Between the line containing "f_jetfire - f_explosion" and the line containing "a zero tolerance." lies a run of lines; give that run again exactly, with both of those lines, and nothing else from the entries below.

Stored entries:

────────────────

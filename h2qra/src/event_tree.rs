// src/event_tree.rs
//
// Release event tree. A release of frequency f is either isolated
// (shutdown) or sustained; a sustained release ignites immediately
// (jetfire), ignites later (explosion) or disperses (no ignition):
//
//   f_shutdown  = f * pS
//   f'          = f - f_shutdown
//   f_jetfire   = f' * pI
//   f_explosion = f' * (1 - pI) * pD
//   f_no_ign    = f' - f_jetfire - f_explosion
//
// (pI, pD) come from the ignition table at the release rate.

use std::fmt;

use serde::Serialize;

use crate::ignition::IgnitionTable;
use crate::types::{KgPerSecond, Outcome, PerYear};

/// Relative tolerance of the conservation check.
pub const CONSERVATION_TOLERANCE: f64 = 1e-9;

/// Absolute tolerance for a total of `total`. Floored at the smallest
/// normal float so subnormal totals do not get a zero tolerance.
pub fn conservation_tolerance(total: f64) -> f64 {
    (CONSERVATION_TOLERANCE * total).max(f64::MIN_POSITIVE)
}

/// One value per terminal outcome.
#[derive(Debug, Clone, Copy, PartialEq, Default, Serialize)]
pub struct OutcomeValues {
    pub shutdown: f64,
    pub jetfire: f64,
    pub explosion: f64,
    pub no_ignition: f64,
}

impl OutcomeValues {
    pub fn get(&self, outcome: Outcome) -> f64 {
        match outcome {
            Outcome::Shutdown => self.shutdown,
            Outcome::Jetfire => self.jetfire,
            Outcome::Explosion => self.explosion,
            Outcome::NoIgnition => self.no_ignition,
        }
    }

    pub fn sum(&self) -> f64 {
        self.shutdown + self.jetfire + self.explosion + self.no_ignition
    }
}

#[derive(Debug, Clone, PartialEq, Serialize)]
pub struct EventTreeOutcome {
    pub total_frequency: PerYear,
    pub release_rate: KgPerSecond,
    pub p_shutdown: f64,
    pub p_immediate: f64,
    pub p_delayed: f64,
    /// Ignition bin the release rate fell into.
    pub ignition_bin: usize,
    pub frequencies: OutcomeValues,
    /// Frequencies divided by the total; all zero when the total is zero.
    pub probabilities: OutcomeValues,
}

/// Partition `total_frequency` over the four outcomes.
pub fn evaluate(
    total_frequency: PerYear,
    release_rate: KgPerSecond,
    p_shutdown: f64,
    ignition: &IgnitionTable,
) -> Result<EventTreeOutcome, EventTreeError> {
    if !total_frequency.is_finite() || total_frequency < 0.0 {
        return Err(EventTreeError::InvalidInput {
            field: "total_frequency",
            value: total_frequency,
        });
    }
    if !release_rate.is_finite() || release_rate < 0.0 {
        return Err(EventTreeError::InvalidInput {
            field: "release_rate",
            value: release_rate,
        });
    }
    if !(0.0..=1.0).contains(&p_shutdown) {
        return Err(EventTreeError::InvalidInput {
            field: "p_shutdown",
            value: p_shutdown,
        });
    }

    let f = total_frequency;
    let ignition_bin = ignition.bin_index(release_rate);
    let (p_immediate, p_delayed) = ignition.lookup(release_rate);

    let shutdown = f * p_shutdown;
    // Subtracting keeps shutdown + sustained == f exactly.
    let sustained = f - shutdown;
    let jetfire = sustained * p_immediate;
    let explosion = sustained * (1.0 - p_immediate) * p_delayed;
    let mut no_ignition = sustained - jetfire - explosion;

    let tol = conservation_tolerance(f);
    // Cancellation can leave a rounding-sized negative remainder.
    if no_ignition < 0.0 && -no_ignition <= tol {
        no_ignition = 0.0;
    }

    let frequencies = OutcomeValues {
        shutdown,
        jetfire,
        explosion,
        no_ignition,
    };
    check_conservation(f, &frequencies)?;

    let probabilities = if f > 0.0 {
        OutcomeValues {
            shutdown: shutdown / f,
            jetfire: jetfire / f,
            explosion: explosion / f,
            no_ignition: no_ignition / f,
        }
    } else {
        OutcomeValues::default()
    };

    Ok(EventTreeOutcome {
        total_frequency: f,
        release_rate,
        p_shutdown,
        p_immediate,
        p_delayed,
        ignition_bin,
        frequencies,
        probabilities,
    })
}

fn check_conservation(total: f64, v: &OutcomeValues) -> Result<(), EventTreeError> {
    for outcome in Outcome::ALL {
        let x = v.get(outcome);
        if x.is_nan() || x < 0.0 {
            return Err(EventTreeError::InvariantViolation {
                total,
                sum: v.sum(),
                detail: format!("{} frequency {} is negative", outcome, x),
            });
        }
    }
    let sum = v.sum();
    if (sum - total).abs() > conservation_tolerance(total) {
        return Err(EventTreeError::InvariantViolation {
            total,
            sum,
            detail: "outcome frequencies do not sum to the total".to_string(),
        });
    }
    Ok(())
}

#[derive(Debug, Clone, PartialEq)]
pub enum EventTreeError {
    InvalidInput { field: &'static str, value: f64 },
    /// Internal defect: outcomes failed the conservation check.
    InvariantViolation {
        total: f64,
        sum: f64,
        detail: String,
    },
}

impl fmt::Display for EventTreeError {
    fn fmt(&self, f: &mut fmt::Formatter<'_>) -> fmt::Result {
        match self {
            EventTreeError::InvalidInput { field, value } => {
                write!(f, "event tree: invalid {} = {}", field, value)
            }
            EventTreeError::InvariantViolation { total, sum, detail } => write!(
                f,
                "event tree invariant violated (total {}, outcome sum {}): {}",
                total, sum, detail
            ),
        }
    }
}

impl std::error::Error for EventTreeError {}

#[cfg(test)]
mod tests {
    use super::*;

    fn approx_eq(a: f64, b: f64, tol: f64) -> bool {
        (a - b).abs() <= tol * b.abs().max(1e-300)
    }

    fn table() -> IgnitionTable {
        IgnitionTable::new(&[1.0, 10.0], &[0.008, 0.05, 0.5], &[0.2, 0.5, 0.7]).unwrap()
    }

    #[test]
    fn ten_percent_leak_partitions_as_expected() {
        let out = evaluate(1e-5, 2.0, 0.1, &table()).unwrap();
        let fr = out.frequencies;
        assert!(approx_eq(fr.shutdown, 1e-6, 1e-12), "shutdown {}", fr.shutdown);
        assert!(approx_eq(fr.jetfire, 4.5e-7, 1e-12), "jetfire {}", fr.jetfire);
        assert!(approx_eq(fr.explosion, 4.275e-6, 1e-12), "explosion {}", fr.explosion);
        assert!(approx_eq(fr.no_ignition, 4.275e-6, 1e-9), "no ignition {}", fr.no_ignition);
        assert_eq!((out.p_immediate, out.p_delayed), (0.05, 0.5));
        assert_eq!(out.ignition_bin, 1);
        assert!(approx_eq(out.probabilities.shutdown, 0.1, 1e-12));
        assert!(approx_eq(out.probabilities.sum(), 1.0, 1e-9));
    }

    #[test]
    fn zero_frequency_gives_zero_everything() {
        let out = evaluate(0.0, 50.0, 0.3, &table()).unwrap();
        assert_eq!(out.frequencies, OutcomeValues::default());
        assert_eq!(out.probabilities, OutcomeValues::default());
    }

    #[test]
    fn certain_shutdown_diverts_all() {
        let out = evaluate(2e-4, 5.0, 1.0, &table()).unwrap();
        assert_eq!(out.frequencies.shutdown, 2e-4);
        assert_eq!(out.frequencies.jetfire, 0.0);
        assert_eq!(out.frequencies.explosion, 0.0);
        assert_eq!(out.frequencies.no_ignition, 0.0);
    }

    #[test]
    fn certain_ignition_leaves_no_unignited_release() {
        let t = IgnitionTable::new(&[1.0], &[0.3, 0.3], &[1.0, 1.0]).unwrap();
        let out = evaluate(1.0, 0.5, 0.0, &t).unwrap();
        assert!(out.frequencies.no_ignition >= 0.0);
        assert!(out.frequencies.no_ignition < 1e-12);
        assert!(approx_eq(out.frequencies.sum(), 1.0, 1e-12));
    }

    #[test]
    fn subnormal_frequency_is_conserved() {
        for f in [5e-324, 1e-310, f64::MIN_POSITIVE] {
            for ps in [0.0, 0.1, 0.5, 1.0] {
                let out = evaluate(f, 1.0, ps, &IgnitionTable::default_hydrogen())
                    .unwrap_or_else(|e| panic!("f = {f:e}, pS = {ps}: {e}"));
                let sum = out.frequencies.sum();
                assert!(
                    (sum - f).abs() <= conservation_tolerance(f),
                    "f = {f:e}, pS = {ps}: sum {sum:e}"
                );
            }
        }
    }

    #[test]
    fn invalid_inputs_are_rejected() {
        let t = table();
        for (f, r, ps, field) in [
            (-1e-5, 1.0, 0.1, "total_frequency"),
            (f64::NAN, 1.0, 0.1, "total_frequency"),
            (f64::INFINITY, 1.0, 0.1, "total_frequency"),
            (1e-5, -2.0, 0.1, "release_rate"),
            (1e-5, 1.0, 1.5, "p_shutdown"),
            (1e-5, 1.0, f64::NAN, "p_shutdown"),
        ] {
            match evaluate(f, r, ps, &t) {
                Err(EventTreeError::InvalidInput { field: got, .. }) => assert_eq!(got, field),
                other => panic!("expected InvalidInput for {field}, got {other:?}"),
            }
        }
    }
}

────────────────

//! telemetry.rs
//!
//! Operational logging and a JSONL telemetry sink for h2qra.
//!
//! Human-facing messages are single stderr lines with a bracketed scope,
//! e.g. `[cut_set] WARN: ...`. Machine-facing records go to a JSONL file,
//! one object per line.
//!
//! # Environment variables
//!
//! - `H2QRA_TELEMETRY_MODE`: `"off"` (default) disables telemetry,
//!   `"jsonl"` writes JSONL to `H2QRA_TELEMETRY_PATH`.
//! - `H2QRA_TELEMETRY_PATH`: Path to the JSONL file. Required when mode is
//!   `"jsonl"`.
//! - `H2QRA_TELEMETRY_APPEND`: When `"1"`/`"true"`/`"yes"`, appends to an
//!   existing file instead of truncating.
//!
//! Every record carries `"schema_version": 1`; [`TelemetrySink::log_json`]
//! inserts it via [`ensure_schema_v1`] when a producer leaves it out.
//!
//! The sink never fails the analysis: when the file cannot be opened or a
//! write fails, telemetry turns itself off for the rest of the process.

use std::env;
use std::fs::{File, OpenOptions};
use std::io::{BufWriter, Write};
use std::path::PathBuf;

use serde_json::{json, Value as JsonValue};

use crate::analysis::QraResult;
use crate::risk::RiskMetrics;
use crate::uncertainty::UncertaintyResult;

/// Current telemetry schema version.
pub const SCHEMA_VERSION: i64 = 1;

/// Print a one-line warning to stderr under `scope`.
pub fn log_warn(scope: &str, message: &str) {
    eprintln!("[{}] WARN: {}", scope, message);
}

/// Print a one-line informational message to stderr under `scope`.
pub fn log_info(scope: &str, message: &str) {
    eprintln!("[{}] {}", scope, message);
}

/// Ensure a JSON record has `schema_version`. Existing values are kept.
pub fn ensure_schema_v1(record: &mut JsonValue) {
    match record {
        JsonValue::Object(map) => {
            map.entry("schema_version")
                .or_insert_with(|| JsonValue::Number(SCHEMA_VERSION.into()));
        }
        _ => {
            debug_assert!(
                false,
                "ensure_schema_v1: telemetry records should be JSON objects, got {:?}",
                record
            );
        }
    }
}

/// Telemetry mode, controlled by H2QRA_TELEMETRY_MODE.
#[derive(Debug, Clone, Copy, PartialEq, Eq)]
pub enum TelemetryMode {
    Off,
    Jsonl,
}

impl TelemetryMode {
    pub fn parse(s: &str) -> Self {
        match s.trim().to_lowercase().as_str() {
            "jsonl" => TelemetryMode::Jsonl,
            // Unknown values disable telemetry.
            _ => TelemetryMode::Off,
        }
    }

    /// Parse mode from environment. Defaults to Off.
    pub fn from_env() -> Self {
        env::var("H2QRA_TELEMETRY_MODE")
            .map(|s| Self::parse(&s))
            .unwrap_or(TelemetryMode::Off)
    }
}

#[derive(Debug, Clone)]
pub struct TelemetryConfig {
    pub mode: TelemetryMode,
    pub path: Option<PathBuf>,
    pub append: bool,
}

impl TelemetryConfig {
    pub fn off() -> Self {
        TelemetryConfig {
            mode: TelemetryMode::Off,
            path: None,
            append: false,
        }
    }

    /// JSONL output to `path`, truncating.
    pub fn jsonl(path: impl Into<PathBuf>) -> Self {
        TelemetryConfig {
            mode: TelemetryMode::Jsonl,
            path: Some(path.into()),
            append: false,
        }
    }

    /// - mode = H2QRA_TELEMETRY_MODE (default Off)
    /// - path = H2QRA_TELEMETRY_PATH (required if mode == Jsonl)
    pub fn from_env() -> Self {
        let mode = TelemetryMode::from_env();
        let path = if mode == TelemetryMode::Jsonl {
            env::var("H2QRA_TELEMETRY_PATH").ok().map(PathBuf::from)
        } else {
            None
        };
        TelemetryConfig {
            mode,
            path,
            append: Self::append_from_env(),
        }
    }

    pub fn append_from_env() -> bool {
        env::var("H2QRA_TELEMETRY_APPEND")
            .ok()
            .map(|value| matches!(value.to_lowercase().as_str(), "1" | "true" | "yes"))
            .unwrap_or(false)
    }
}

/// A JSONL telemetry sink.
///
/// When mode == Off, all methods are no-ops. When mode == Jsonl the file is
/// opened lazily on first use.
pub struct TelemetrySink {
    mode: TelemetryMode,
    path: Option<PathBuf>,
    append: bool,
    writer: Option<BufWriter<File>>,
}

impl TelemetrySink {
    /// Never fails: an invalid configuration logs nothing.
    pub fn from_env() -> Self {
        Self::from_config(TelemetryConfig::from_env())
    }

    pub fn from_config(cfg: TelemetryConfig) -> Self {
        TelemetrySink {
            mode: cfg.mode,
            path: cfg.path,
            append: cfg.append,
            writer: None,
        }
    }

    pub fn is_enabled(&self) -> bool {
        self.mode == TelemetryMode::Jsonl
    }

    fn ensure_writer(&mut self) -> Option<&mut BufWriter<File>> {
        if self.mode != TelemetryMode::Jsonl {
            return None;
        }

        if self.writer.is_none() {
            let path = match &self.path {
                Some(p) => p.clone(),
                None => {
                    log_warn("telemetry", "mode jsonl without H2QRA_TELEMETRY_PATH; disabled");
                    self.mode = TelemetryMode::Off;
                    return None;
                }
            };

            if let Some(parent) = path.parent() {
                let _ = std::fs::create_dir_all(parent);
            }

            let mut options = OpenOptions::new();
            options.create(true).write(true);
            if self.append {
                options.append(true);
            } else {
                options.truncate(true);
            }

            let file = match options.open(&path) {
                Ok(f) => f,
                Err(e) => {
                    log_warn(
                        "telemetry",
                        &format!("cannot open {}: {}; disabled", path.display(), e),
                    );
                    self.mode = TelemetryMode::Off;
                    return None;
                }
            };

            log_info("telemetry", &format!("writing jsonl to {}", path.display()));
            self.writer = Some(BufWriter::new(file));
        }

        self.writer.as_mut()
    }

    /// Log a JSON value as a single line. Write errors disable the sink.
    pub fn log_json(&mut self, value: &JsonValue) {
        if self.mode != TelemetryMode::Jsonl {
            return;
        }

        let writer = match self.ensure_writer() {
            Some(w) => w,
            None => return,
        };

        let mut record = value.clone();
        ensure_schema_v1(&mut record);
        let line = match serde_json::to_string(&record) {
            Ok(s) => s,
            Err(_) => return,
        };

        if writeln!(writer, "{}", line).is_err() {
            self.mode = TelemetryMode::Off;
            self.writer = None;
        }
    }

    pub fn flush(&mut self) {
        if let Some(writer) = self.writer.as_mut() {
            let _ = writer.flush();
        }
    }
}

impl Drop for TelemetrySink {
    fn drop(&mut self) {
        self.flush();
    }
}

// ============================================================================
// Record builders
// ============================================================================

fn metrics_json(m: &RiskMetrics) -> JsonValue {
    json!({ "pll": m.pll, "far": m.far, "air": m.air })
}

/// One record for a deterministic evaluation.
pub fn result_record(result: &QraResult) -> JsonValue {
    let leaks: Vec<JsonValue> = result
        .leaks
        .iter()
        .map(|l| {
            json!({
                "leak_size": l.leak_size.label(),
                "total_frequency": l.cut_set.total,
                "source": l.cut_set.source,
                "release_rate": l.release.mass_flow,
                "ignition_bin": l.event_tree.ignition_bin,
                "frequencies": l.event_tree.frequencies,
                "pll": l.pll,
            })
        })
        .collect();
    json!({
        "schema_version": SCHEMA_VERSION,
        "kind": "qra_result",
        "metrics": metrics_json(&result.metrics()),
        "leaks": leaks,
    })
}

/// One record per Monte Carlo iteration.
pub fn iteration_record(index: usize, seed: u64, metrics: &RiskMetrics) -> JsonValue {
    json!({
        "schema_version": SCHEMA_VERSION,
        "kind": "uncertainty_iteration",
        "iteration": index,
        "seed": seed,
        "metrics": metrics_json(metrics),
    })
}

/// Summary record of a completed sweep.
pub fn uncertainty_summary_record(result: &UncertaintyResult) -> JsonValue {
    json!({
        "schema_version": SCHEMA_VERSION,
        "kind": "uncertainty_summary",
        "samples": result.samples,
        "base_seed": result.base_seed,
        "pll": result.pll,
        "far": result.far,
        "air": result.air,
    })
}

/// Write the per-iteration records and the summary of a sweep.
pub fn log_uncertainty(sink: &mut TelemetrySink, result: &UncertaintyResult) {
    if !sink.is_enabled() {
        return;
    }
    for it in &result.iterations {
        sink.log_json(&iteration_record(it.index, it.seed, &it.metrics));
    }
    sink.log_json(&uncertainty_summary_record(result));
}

────────────────

:: TASK OUTPUT ::
//   f_no_ign    = f' - f_jetfire - f_explosion
//
// (pI, pD) come from the ignition table at the release rate.

use std::fmt;

use serde::Serialize;

use crate::ignition::IgnitionTable;
use crate::types::{KgPerSecond, Outcome, PerYear};

/// Relative tolerance of the conservation check.
pub const CONSERVATION_TOLERANCE: f64 = 1e-9;

/// Absolute tolerance for a total of `total`. Floored at the smallest
/// normal float so subnormal totals do not get a zero tolerance.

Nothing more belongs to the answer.